Hugh Grant plays a hilarious villain in the tasty “Paddington 2”. To persuade the star to “Love Actually” to play a nerdy and arrogant actor, director Paul King did not really show tact…
Paddington 2 : trouble for the English bear
Three years after his first adventures in the cinema, the famous British bear created by Michael Bond is back in 2017 in Paddington 2. Always orchestrated by Paul King, these new adventures around the hero dubbed by Ben Whishaw – and Guillaume Gallienne in the French version – are also tasty and rich in marmalade.
After finding his place in the Brown family, led by the excellent Sally Hawkins and Hugh Bonneville, Paddington dreams of sending a piece of London to his aunt Lucy. Unable to offer him the only copy of a pop-up book revealing the wonders of the English capital, the bear decides to work.

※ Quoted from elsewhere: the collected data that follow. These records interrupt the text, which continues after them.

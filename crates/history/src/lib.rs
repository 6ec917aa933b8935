//! History Sync Layer.
//!
//! The UI reads session titles and ordering from a small local cache
//! ([`LocalHistoryCache`]) so listing is instant. The
//! [`SessionStore`](parley_core::SessionStore) stays the source of truth:
//! [`HistorySync`] reconciles the cache against it, fetches full history on
//! switch, and pushes renames and deletes to the store before touching the
//! cache, so a restart can never bring a deleted session back.

pub mod cache;
pub mod sync;

pub use cache::{CacheSnapshot, CachedSession, LocalHistoryCache};
pub use sync::{HistorySync, SyncReport};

But as he begins to raise the funds necessary to acquire the precious work, it is stolen by Phoenix Bucchanan, a picky actor who dreams of making his big comeback on the front of the stage, played by a Hugh Grant in great shape. Accused of being responsible for the theft, Paddington is therefore sent behind barswhere he must make a place for himself among the inmates, among whom an inconvenient cook played by Brendan Gleeson.
Still mixing animation and live action as well, Paddington 2 manages to keep the same spirit as its predecessor while offering an original evolution to its main character. The feature film brings together a prestigious cast who are having a great time. Starting with Hugh Grant, who plays wonderfully with his image as a pretentious actor.
Hugh Grant unlikely
As soon as the script was written Paddington 2director Paul King and his co-writer Simon Farnaby immediately had the actor of Love at first sight in Notting Hill lead for the role of Phoenix Buchanan. During a question and answer session with other members of the film crew, including the two authors, Hugh Grant reveals that the latter had recourse to a slightly vexing technique to convince him to join the project.
By sending him the script, Paul King wrote a letter that was original to say the least. This is what the actor says with humor:
(The screenplay) was accompanied by a letter. “We wrote a role. He’s a has-been, nerdy, puffed-up actor. You’d be perfect.” It hurt me. I read the script anyway, because I needed to work.
To maintain this momentum, the star then adds:
No, it was fantastic. You know, I’ve been an actor for 30 years and I hate all my colleagues. It was sweet revenge.
An anecdote confirmed by the director during the promotion of the film. Paul King also considers himself very happy that Hugh Grant took his letter with humor. The pleasure experienced by the actor in interpreting this former glory, who swears only by Laurence Olivier while living on advertisements for dog food, is infectious. His composition of this hilarious and pathetic villain is one of the many successes of Paddington 2. She earned him a BAFTA nomination in the Best Supporting Actor category.